DeNultra made a show of sighing. "Very well, dearest Szylla. I can play polite guest for a little while longer." Her grin returned, all lush mockery. "Besides, watching your little Wailfiend simmer in jealousy is the finest theater I've enjoyed in centuries… Moesgrave, tea please."
She swept to the table, choosing a chair precisely opposite Szylla so their mutual disdain could dance between them like a candle flame. And the werehound poured her tea with careful, trembling hands.
I leaned back in my chair, wrapping my hands around my tea once more, savoring the warmth. The monstrous politics and tangled hearts that sprawled across this haunted tea table were not my fault… but for better or worse, they were my story now.

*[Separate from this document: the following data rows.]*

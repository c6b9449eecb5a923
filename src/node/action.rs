// src/node/action.rs

//! The closed set of actions a node accepts per generation event.

use crate::purification::Protocol;
use serde::Deserialize;
use std::fmt;

/// What to do with a freshly generated pair once the good slot is primed.
///
/// The same hook serves fixed strategies and externally trained agents; the
/// node never asks how an action was produced.
#[derive(Debug, Clone, Copy, PartialEq, Eq, Hash, Deserialize)]
#[serde(rename_all = "kebab-case")]
pub enum Action {
    /// Keep the better pairs: the candidate displaces the good slot, or else
    /// the bad slot, if its current fidelity is strictly higher.
    Replace,
    /// Pump the good pair with the candidate using protocol 1.
    Protocol1,
    /// Pump the good pair with the candidate using protocol 2.
    Protocol2,
    /// Pump the good pair with the candidate using protocol 3.
    Protocol3,
    /// Pump the good pair with the candidate using PMD.
    Pmd,
    /// Discard the candidate and leave both slots untouched.
    Defer,
}

impl Action {
    /// Every action, in index order.
    pub const ALL: [Action; 6] = [
        Action::Replace,
        Action::Protocol1,
        Action::Protocol2,
        Action::Protocol3,
        Action::Pmd,
        Action::Defer,
    ];

    /// The purification protocol behind a pump action.
    pub fn protocol(&self) -> Option<Protocol> {
        match self {
            Action::Protocol1 => Some(Protocol::One),
            Action::Protocol2 => Some(Protocol::Two),
            Action::Protocol3 => Some(Protocol::Three),
            Action::Pmd => Some(Protocol::Pmd),
            Action::Replace | Action::Defer => None,
        }
    }

    /// Maps a discrete agent output onto an action.
    pub fn from_index(index: usize) -> Option<Action> {
        Action::ALL.get(index).copied()
    }

    /// Position of this action in [`Action::ALL`].
    pub fn index(&self) -> usize {
        match self {
            Action::Replace => 0,
            Action::Protocol1 => 1,
            Action::Protocol2 => 2,
            Action::Protocol3 => 3,
            Action::Pmd => 4,
            Action::Defer => 5,
        }
    }
}

impl fmt::Display for Action {
    fn fmt(&self, f: &mut fmt::Formatter<'_>) -> fmt::Result {
        match self.protocol() {
            Some(protocol) => write!(f, "{}", protocol),
            None if *self == Action::Replace => write!(f, "REPLACE"),
            None => write!(f, "DEFER"),
        }
    }
}

/// Whether a pump attempt is itself gated by an extra coin.
#[derive(Debug, Clone, Copy, PartialEq, Eq, Hash, Default)]
pub enum PumpGate {
    /// Every pump action is carried out.
    #[default]
    Always,
    /// A pump action is carried out with the configured pumping probability.
    WithProbability,
}
// src/core/clock.rs

//! The dual-process event clock.
//!
//! Two independent arrival processes run side by side: entanglement
//! attempts and request arrivals. Both inter-arrival sequences are drawn
//! once, up front, from a seeded source. Each [`SimClock::update`] fires
//! whichever process has the earlier next absolute time, the request process
//! on a tie; a run ends as soon as either sequence is used up.

use crate::core::constants::link_constants;
use crate::core::PurifyError;
use rand::rngs::StdRng;
use rand::SeedableRng;
use rand_distr::{Distribution, Exp, Gamma};
use serde::Deserialize;
use std::fmt;

/// The two event kinds the clock can fire.
#[derive(Debug, Clone, Copy, PartialEq, Eq, Hash)]
pub enum Event {
    /// An entanglement generation attempt took place.
    EntanglementGeneration,
    /// A teleportation request arrived at the node.
    RequestArrival,
}

impl fmt::Display for Event {
    fn fmt(&self, f: &mut fmt::Formatter<'_>) -> fmt::Result {
        match self {
            Event::EntanglementGeneration => write!(f, "ENTANGLEMENT_GENERATION"),
            Event::RequestArrival => write!(f, "REQUEST_ARRIVAL"),
        }
    }
}

/// Distribution of the gaps between two consecutive arrivals of one process.
#[derive(Debug, Clone, Copy, PartialEq, Deserialize)]
#[serde(tag = "kind", rename_all = "kebab-case")]
pub enum InterArrival {
    /// Every gap has the same length.
    Fixed {
        /// Gap length in seconds.
        interval: f64,
    },
    /// Memoryless arrivals.
    Exponential {
        /// Mean gap length in seconds.
        mean: f64,
    },
    /// Gamma-distributed gaps; heavier-tailed than a fixed cadence.
    Gamma {
        /// Shape parameter k.
        shape: f64,
        /// Scale parameter θ in seconds.
        scale: f64,
    },
}

impl InterArrival {
    /// Draws `count` gaps from this distribution.
    pub fn sample(&self, count: usize, rng: &mut StdRng) -> Result<Vec<f64>, PurifyError> {
        match *self {
            InterArrival::Fixed { interval } => {
                if !(interval > 0.0 && interval.is_finite()) {
                    return Err(PurifyError::domain(format!("fixed interval must be positive, got {}", interval)));
                }
                Ok(vec![interval; count])
            }
            InterArrival::Exponential { mean } => {
                if !(mean > 0.0 && mean.is_finite()) {
                    return Err(PurifyError::domain(format!("exponential mean must be positive, got {}", mean)));
                }
                let dist = Exp::new(1.0 / mean)
                    .map_err(|e| PurifyError::domain(format!("invalid exponential distribution: {}", e)))?;
                Ok(dist.sample_iter(rng).take(count).collect())
            }
            InterArrival::Gamma { shape, scale } => {
                let dist = Gamma::new(shape, scale)
                    .map_err(|e| PurifyError::domain(format!("invalid gamma distribution: {}", e)))?;
                Ok(dist.sample_iter(rng).take(count).collect())
            }
        }
    }
}

/// The pre-drawn sample budget of a run.
#[derive(Debug, Clone, PartialEq, Deserialize)]
#[serde(default, rename_all = "kebab-case")]
pub struct ArrivalSchedule {
    /// Gaps between entanglement attempts.
    pub entanglement: InterArrival,
    /// Number of entanglement attempts drawn.
    pub entanglement_count: usize,
    /// Gaps between request arrivals.
    pub request: InterArrival,
    /// Number of request arrivals drawn.
    pub request_count: usize,
}

impl Default for ArrivalSchedule {
    fn default() -> Self {
        let attempts = link_constants::ENTANGLEMENT_GENERATION_COUNT;
        Self {
            entanglement: InterArrival::Fixed { interval: link_constants::DELTA_T },
            entanglement_count: attempts,
            request: InterArrival::Gamma {
                shape: link_constants::REQUEST_GAMMA_SHAPE,
                scale: 1.0 / link_constants::QUBIT_ARRIVAL_SCALE,
            },
            request_count: (attempts as f64 / link_constants::QUBIT_ENTANGLEMENT_FACTOR).round() as usize,
        }
    }
}

/// Simulation clock advancing two independent arrival processes.
///
/// Both timestamps are non-decreasing and exactly one counter moves per
/// successful [`update`](SimClock::update).
#[derive(Debug, Clone)]
pub struct SimClock {
    entanglement_time: f64,
    entanglement_count: usize,
    request_time: f64,
    request_count: usize,
    last_fired: Option<Event>,
    entanglement_samples: Vec<f64>,
    request_samples: Vec<f64>,
}

impl SimClock {
    /// Draws both sample sequences from a generator seeded with `seed`.
    pub fn new(schedule: &ArrivalSchedule, seed: u64) -> Result<Self, PurifyError> {
        let mut rng = StdRng::seed_from_u64(seed);
        let entanglement_samples = schedule.entanglement.sample(schedule.entanglement_count, &mut rng)?;
        let request_samples = schedule.request.sample(schedule.request_count, &mut rng)?;
        Ok(Self::from_samples(entanglement_samples, request_samples))
    }

    /// Builds a clock over explicit inter-arrival sequences.
    pub fn from_samples(entanglement_samples: Vec<f64>, request_samples: Vec<f64>) -> Self {
        Self {
            entanglement_time: 0.0,
            entanglement_count: 0,
            request_time: 0.0,
            request_count: 0,
            last_fired: None,
            entanglement_samples,
            request_samples,
        }
    }

    /// Fires the process with the earlier next time.
    ///
    /// Returns `false`, without moving, once either sequence is exhausted.
    pub fn update(&mut self) -> bool {
        if self.entanglement_count >= self.entanglement_samples.len()
            || self.request_count >= self.request_samples.len()
        {
            return false;
        }

        let next_entanglement = self.entanglement_time + self.entanglement_samples[self.entanglement_count];
        let next_request = self.request_time + self.request_samples[self.request_count];

        if next_entanglement < next_request {
            self.entanglement_time = next_entanglement;
            self.entanglement_count += 1;
            self.last_fired = Some(Event::EntanglementGeneration);
        } else {
            self.request_time = next_request;
            self.request_count += 1;
            self.last_fired = Some(Event::RequestArrival);
        }
        true
    }

    /// The process the latest [`update`](SimClock::update) fired.
    ///
    /// The fired process is recorded rather than read back from the
    /// timestamps, which coincide when an attempt lands on the latest
    /// request time. Before the first update the later timestamp decides,
    /// ties going to requests.
    pub fn last_event(&self) -> Event {
        match self.last_fired {
            Some(event) => event,
            None if self.entanglement_time > self.request_time => Event::EntanglementGeneration,
            None => Event::RequestArrival,
        }
    }

    /// Current simulated time, the later of the two timestamps.
    pub fn current_time(&self) -> f64 {
        self.entanglement_time.max(self.request_time)
    }

    /// Time of the latest entanglement attempt.
    pub fn entanglement_time(&self) -> f64 {
        self.entanglement_time
    }

    /// Number of entanglement attempts fired so far.
    pub fn entanglement_count(&self) -> usize {
        self.entanglement_count
    }

    /// Time of the latest request arrival.
    pub fn request_time(&self) -> f64 {
        self.request_time
    }

    /// Number of request arrivals fired so far.
    pub fn request_count(&self) -> usize {
        self.request_count
    }
}

#[cfg(test)]
mod tests {
    use super::*;

    #[test]
    fn test_update_fires_earlier_process() {
        let mut clock = SimClock::from_samples(vec![1.0, 1.0, 1.0], vec![2.5, 10.0]);

        assert!(clock.update());
        assert_eq!(clock.last_event(), Event::EntanglementGeneration);
        assert_eq!(clock.current_time(), 1.0);

        assert!(clock.update());
        assert_eq!(clock.last_event(), Event::EntanglementGeneration);
        assert_eq!(clock.entanglement_count(), 2);

        assert!(clock.update());
        assert_eq!(clock.last_event(), Event::RequestArrival);
        assert_eq!(clock.request_count(), 1);
        assert_eq!(clock.current_time(), 2.5);
    }

    #[test]
    fn test_simultaneous_arrivals_go_to_request() {
        let mut clock = SimClock::from_samples(vec![2.0, 2.0], vec![2.0, 2.0]);
        assert!(clock.update());
        assert_eq!(clock.request_count(), 1);
        assert_eq!(clock.entanglement_count(), 0);
        assert_eq!(clock.last_event(), Event::RequestArrival);
    }

    #[test]
    fn test_attempt_on_request_timestamp_is_still_entanglement() {
        // attempts every 1 s, requests every 2 s: every request lands on an attempt
        let mut clock = SimClock::from_samples(vec![1.0; 10], vec![2.0; 3]);
        let mut fired = Vec::new();
        while clock.update() {
            fired.push((clock.last_event(), clock.current_time()));
        }
        use Event::{EntanglementGeneration as E, RequestArrival as R};
        assert_eq!(
            fired,
            vec![(E, 1.0), (R, 2.0), (E, 2.0), (E, 3.0), (R, 4.0), (E, 4.0), (E, 5.0), (R, 6.0)]
        );
        assert_eq!(clock.entanglement_count(), 5);
        assert_eq!(clock.request_count(), 3);
    }

    #[test]
    fn test_last_event_names_the_counter_that_moved() {
        let mut clock = SimClock::from_samples(vec![0.5, 1.5, 0.25, 3.0], vec![2.0, 2.0]);
        loop {
            let before = (clock.entanglement_count(), clock.request_count());
            if !clock.update() {
                break;
            }
            match clock.last_event() {
                Event::EntanglementGeneration => assert_eq!(clock.entanglement_count(), before.0 + 1),
                Event::RequestArrival => assert_eq!(clock.request_count(), before.1 + 1),
            }
        }
    }

    #[test]
    fn test_update_stops_when_any_sequence_is_exhausted() {
        let mut clock = SimClock::from_samples(vec![1.0], vec![5.0, 5.0]);
        assert!(clock.update());
        assert!(!clock.update());
        assert_eq!(clock.entanglement_count(), 1);
        assert_eq!(clock.request_count(), 0);
        assert_eq!(clock.current_time(), 1.0);
    }

    #[test]
    fn test_seeded_clocks_are_identical() -> Result<(), PurifyError> {
        let schedule = ArrivalSchedule {
            entanglement: InterArrival::Exponential { mean: 1.0 },
            entanglement_count: 200,
            request: InterArrival::Gamma { shape: 2.0, scale: 10.0 },
            request_count: 20,
        };
        let mut a = SimClock::new(&schedule, 7)?;
        let mut b = SimClock::new(&schedule, 7)?;
        while a.update() {
            assert!(b.update());
            assert_eq!(a.current_time(), b.current_time());
            assert_eq!(a.last_event(), b.last_event());
        }
        assert!(!b.update());
        Ok(())
    }

    #[test]
    fn test_default_schedule_budget() {
        let schedule = ArrivalSchedule::default();
        assert_eq!(schedule.entanglement_count, 300_000);
        assert_eq!(schedule.request_count, 3_000);
    }

    #[test]
    fn test_invalid_distribution_is_domain_error() {
        let mut rng = StdRng::seed_from_u64(1);
        let gamma = InterArrival::Gamma { shape: -1.0, scale: 1.0 };
        assert!(matches!(gamma.sample(3, &mut rng), Err(PurifyError::Domain { .. })));
        let fixed = InterArrival::Fixed { interval: 0.0 };
        assert!(matches!(fixed.sample(3, &mut rng), Err(PurifyError::Domain { .. })));
    }
}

So I gave Wailfiend a small, tired smile. "Next time, maybe just tell me you'd like me to sit closer."
She looked scandalized.
Szylla's eyes sparkled with sudden intrigue. "Oh, most interesting," she folded her gloved hands with a pleased sigh. "This little triangle may bear more fruit than I ever projected."
DeNultra simply laughed a dark, silken sound that promised she would be around to watch it all unfold, no matter who tried to lock the doors against her.
"Keep your little tea parties, then. I'll come for her when the echoes start to drown her sanity. That's when they're most delicious. And if she lasts long enough, well…" Her wings stretched wide. "Then we'll see what sort of crown fits that clever head."